**Your instructions**
Each line containing the word "terminated" must be copied from the material below.

**Study material**
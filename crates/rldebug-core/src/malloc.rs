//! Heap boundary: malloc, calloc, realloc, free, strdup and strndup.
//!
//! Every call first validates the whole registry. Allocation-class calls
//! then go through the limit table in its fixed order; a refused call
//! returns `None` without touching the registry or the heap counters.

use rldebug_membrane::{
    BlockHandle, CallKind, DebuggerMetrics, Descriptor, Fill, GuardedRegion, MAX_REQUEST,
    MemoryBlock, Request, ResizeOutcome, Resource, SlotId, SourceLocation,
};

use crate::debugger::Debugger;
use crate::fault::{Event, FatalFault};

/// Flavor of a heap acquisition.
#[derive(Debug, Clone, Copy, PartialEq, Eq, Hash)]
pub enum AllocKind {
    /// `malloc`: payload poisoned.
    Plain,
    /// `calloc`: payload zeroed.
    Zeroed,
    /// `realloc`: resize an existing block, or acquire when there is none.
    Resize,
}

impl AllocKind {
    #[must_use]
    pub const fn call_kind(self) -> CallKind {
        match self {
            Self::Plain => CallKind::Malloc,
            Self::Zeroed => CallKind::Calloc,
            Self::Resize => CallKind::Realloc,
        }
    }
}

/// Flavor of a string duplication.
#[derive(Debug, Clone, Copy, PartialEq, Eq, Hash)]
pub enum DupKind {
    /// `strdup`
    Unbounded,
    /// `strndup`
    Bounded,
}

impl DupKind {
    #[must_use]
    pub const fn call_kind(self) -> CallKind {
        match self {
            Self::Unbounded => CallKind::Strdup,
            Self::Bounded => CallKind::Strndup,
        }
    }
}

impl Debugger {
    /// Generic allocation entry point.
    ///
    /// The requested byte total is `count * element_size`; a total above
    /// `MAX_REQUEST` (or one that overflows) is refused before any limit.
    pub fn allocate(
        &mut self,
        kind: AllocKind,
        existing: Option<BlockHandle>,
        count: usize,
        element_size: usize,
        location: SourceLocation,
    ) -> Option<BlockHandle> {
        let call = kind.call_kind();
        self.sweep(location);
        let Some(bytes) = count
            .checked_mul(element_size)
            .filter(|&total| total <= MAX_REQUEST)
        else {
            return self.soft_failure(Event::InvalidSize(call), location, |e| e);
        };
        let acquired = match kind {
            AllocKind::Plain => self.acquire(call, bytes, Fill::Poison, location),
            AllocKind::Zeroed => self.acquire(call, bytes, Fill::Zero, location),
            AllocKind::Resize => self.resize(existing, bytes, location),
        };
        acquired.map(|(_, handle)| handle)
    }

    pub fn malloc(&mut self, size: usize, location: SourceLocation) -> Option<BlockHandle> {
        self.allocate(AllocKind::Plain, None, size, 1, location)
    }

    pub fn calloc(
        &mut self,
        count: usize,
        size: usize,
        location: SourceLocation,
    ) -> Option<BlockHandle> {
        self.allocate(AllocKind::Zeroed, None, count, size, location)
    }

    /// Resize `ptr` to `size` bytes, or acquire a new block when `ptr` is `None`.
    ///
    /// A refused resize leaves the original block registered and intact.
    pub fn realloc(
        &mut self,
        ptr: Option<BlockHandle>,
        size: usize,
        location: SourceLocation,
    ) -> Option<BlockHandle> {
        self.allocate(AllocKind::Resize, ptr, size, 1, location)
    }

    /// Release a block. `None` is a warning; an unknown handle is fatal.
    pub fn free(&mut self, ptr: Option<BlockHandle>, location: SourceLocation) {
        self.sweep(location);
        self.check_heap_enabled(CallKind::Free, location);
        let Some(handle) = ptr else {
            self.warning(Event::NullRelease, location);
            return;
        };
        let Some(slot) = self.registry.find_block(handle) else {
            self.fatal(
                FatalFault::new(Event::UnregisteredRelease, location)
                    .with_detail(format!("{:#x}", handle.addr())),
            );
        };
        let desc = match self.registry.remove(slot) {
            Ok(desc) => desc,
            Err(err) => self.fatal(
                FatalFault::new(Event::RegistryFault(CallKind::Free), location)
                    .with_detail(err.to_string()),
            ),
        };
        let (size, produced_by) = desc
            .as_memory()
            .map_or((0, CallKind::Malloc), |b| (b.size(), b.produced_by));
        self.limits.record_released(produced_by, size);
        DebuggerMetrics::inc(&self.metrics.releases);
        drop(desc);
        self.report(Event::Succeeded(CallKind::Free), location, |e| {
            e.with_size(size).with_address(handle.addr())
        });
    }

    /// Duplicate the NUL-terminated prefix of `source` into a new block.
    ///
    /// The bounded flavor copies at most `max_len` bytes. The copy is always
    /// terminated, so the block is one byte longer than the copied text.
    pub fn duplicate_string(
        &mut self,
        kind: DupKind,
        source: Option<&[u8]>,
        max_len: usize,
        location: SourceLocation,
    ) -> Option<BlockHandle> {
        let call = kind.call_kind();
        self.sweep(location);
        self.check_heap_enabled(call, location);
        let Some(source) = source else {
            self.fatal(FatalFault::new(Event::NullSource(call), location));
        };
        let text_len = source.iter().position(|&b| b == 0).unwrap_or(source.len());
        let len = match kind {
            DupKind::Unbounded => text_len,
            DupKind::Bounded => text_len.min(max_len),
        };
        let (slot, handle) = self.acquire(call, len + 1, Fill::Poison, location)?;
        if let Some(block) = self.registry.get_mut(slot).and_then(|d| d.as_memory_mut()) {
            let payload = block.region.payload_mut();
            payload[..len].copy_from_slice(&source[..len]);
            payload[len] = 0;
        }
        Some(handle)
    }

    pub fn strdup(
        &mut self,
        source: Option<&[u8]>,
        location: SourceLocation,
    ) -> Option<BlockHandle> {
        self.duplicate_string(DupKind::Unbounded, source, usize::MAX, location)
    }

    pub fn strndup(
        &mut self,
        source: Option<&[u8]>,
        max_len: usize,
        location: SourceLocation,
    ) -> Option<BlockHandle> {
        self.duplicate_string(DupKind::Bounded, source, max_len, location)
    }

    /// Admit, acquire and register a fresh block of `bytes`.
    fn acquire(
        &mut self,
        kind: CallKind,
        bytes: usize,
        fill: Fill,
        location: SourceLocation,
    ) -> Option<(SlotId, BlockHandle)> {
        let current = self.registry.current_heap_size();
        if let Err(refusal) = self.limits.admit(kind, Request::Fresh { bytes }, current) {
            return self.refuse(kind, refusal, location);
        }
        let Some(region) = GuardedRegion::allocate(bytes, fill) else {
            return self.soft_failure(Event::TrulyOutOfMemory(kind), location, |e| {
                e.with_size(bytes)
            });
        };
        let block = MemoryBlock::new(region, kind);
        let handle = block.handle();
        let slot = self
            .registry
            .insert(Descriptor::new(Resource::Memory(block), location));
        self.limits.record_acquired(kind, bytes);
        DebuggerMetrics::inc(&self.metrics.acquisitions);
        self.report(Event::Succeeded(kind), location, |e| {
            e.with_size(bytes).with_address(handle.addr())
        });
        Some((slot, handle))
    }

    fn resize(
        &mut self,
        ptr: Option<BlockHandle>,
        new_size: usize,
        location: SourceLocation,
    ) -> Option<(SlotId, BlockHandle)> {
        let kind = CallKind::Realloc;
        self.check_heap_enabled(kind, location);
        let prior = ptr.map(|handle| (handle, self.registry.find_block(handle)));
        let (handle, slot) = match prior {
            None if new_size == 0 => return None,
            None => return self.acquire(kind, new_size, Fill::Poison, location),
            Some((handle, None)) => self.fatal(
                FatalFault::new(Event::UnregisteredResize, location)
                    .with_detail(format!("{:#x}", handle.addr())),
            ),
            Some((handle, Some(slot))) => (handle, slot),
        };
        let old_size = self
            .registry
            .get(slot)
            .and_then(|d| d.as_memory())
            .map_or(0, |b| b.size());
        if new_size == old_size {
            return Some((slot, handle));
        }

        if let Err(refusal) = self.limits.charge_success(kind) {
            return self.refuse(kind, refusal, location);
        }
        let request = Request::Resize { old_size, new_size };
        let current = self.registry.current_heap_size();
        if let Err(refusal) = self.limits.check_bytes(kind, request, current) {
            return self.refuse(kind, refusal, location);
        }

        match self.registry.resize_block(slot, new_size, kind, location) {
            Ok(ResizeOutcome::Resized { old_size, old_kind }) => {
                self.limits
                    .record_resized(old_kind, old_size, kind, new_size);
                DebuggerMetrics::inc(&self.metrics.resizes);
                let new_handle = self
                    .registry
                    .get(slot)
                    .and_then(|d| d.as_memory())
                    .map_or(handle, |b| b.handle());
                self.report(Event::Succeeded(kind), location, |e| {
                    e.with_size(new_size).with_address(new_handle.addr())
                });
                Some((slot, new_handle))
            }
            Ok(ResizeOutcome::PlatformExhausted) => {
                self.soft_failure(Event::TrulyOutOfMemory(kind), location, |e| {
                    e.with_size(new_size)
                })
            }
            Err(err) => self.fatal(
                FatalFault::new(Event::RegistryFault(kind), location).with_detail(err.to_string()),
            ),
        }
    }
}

--

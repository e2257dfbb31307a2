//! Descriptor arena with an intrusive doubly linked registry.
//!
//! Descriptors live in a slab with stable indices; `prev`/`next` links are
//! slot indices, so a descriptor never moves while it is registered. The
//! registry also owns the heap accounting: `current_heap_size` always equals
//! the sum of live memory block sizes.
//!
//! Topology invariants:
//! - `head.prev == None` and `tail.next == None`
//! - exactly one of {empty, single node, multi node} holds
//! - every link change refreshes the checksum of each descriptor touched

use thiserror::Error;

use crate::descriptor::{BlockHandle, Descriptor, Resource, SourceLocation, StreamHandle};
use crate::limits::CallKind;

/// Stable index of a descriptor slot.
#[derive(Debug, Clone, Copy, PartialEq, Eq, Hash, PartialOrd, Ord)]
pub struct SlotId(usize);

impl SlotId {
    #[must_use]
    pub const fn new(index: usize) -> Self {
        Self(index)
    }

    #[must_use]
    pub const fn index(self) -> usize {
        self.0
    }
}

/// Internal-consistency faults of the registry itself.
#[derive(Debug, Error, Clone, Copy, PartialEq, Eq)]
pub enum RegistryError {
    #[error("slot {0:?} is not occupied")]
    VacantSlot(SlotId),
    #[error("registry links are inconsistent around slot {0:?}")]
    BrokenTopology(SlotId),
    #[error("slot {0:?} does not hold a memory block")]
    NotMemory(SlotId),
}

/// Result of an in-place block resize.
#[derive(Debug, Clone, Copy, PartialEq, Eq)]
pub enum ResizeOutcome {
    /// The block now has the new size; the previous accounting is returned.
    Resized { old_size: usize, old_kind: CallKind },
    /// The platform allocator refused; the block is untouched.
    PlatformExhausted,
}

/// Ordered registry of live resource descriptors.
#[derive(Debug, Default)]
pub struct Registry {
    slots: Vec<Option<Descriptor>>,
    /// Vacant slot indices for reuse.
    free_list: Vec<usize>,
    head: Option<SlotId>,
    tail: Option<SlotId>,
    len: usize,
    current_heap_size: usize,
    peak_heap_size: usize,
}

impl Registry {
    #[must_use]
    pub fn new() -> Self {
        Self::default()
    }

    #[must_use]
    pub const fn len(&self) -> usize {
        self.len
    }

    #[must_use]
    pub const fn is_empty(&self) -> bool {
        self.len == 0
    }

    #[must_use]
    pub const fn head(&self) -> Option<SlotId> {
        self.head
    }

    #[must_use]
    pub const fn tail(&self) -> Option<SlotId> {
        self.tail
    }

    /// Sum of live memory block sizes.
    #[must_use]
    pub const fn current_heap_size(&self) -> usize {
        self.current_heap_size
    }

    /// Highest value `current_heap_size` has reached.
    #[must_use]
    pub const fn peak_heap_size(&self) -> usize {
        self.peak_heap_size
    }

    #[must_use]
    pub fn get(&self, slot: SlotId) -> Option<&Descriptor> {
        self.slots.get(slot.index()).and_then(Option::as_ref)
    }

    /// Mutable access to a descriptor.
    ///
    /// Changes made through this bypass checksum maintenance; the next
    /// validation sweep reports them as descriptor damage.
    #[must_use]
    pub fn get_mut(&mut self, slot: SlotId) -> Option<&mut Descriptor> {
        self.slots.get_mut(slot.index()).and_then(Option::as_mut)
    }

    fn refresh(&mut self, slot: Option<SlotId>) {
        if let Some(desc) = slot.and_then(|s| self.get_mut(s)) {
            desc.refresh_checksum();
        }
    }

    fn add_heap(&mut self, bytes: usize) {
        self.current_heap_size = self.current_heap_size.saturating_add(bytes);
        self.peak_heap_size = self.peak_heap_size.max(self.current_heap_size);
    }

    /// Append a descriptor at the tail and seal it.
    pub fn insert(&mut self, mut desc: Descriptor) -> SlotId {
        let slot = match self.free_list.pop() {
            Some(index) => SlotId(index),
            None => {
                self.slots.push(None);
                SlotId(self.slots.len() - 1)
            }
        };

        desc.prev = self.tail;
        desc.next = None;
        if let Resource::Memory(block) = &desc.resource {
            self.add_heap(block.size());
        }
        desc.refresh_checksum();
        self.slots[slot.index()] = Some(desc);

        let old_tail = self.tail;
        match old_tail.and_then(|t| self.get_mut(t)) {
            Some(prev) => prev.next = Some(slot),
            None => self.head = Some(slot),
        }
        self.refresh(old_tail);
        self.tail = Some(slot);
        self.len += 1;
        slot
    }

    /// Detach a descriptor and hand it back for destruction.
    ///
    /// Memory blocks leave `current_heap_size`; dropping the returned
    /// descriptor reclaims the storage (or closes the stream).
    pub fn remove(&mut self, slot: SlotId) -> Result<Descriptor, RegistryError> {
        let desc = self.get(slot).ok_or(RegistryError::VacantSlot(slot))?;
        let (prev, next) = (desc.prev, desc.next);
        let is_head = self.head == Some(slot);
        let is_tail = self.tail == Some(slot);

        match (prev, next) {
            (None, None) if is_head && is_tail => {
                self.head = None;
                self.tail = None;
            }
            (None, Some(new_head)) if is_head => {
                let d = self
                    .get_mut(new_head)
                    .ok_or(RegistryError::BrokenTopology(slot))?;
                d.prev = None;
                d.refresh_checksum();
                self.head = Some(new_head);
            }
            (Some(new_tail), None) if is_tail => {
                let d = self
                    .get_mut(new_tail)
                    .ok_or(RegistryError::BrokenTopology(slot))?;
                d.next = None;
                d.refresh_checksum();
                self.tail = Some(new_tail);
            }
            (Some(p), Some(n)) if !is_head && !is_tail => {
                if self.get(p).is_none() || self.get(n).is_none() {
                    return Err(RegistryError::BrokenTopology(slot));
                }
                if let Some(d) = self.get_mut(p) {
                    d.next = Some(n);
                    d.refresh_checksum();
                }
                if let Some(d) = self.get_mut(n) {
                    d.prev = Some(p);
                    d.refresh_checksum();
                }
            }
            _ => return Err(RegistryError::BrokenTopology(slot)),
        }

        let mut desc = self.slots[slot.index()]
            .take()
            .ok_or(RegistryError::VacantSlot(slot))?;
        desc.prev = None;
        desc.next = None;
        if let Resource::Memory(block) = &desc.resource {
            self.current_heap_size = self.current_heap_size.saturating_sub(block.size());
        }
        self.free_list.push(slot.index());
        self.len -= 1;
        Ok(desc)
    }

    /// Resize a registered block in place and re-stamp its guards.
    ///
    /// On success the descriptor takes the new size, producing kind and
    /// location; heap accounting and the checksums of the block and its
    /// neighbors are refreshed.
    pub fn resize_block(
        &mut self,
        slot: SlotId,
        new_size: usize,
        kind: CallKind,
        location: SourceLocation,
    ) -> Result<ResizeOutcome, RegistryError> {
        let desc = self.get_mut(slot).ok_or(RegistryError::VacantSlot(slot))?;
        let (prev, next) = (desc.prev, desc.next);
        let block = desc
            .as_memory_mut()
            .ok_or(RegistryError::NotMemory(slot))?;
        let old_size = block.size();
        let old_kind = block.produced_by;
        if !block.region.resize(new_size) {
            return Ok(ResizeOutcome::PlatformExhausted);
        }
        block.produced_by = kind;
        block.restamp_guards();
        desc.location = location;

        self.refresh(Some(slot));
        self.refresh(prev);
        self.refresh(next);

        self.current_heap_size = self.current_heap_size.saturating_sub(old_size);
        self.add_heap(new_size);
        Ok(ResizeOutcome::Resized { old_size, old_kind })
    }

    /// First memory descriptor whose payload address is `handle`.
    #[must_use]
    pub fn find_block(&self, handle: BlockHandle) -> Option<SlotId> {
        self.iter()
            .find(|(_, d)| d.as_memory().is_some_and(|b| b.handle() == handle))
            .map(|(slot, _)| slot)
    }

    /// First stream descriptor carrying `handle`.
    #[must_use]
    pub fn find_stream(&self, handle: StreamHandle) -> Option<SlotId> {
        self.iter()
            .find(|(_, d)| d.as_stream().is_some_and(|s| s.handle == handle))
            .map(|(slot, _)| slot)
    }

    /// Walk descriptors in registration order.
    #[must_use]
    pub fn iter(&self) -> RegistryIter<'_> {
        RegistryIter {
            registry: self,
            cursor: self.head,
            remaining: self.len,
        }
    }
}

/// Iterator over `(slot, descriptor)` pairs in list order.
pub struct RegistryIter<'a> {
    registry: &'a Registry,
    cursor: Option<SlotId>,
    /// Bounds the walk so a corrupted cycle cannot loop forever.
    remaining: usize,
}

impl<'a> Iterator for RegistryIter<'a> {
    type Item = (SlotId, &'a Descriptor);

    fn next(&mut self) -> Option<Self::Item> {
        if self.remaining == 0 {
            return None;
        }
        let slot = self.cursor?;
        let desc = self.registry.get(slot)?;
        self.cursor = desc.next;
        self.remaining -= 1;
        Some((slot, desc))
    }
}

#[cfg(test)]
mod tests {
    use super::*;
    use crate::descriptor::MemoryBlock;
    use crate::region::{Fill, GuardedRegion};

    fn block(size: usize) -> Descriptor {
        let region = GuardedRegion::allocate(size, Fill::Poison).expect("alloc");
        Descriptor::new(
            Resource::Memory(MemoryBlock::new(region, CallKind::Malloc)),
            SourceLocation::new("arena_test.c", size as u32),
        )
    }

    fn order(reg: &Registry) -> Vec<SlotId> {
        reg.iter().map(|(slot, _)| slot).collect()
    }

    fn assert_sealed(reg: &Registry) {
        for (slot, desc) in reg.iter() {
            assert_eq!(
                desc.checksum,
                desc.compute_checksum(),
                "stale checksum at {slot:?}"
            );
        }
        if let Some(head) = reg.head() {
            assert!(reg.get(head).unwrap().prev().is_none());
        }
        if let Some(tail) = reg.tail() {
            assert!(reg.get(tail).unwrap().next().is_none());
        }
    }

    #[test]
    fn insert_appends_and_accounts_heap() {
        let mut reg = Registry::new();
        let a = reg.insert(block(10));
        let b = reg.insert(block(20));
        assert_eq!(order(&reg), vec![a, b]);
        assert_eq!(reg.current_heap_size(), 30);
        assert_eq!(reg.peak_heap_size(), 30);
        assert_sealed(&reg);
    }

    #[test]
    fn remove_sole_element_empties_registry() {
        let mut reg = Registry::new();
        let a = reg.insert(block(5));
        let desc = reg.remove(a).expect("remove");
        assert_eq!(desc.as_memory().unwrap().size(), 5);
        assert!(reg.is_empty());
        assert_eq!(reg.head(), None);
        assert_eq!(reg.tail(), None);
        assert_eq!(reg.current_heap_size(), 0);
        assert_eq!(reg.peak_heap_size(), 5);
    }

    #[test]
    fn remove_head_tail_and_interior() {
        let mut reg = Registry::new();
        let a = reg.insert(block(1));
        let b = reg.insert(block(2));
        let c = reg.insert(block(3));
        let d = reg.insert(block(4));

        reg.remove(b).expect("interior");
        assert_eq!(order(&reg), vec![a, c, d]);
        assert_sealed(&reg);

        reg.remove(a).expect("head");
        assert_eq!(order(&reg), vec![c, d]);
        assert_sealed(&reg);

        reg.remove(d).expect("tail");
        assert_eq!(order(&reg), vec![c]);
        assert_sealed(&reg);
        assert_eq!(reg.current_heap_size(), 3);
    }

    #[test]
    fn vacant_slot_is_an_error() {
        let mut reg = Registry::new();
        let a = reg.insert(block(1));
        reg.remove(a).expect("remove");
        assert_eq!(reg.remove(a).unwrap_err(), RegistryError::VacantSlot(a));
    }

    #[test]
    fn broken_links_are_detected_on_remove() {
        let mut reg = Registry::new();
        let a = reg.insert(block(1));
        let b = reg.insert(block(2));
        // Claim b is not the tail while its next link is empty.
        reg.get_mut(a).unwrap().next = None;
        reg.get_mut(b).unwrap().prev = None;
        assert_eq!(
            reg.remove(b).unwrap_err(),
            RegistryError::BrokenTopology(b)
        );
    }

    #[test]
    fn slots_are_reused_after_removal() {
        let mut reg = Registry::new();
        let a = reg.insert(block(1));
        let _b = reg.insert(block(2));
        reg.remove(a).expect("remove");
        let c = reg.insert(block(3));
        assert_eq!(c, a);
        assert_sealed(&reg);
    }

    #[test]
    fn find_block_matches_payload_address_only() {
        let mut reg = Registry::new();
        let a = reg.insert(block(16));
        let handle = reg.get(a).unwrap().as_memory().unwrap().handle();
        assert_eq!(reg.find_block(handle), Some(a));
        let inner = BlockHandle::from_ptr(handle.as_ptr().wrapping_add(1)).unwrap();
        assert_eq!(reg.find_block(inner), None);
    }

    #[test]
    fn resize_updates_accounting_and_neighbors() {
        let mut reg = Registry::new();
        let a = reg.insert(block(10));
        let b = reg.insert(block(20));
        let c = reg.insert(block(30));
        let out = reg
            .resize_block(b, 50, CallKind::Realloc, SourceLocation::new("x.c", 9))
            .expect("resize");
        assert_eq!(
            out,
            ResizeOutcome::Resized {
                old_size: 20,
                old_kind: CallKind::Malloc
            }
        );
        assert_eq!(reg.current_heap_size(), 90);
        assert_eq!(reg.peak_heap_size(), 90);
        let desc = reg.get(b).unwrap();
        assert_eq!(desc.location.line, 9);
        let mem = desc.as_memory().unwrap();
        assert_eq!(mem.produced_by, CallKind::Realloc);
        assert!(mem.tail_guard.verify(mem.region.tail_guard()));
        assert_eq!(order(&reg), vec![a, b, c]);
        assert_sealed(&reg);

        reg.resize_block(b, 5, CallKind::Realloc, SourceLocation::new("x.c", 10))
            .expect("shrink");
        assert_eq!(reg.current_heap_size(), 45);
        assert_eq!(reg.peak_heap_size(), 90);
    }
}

* * *

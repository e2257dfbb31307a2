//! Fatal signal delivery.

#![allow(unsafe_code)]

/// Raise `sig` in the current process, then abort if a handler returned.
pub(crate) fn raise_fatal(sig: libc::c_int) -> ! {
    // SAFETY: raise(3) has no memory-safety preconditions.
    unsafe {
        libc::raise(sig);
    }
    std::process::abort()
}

**Solution to this exercise**
    /// Duplicate the NUL-terminated prefix of `source` into a new block.
    /// terminated, so the block is one byte longer than the copied text.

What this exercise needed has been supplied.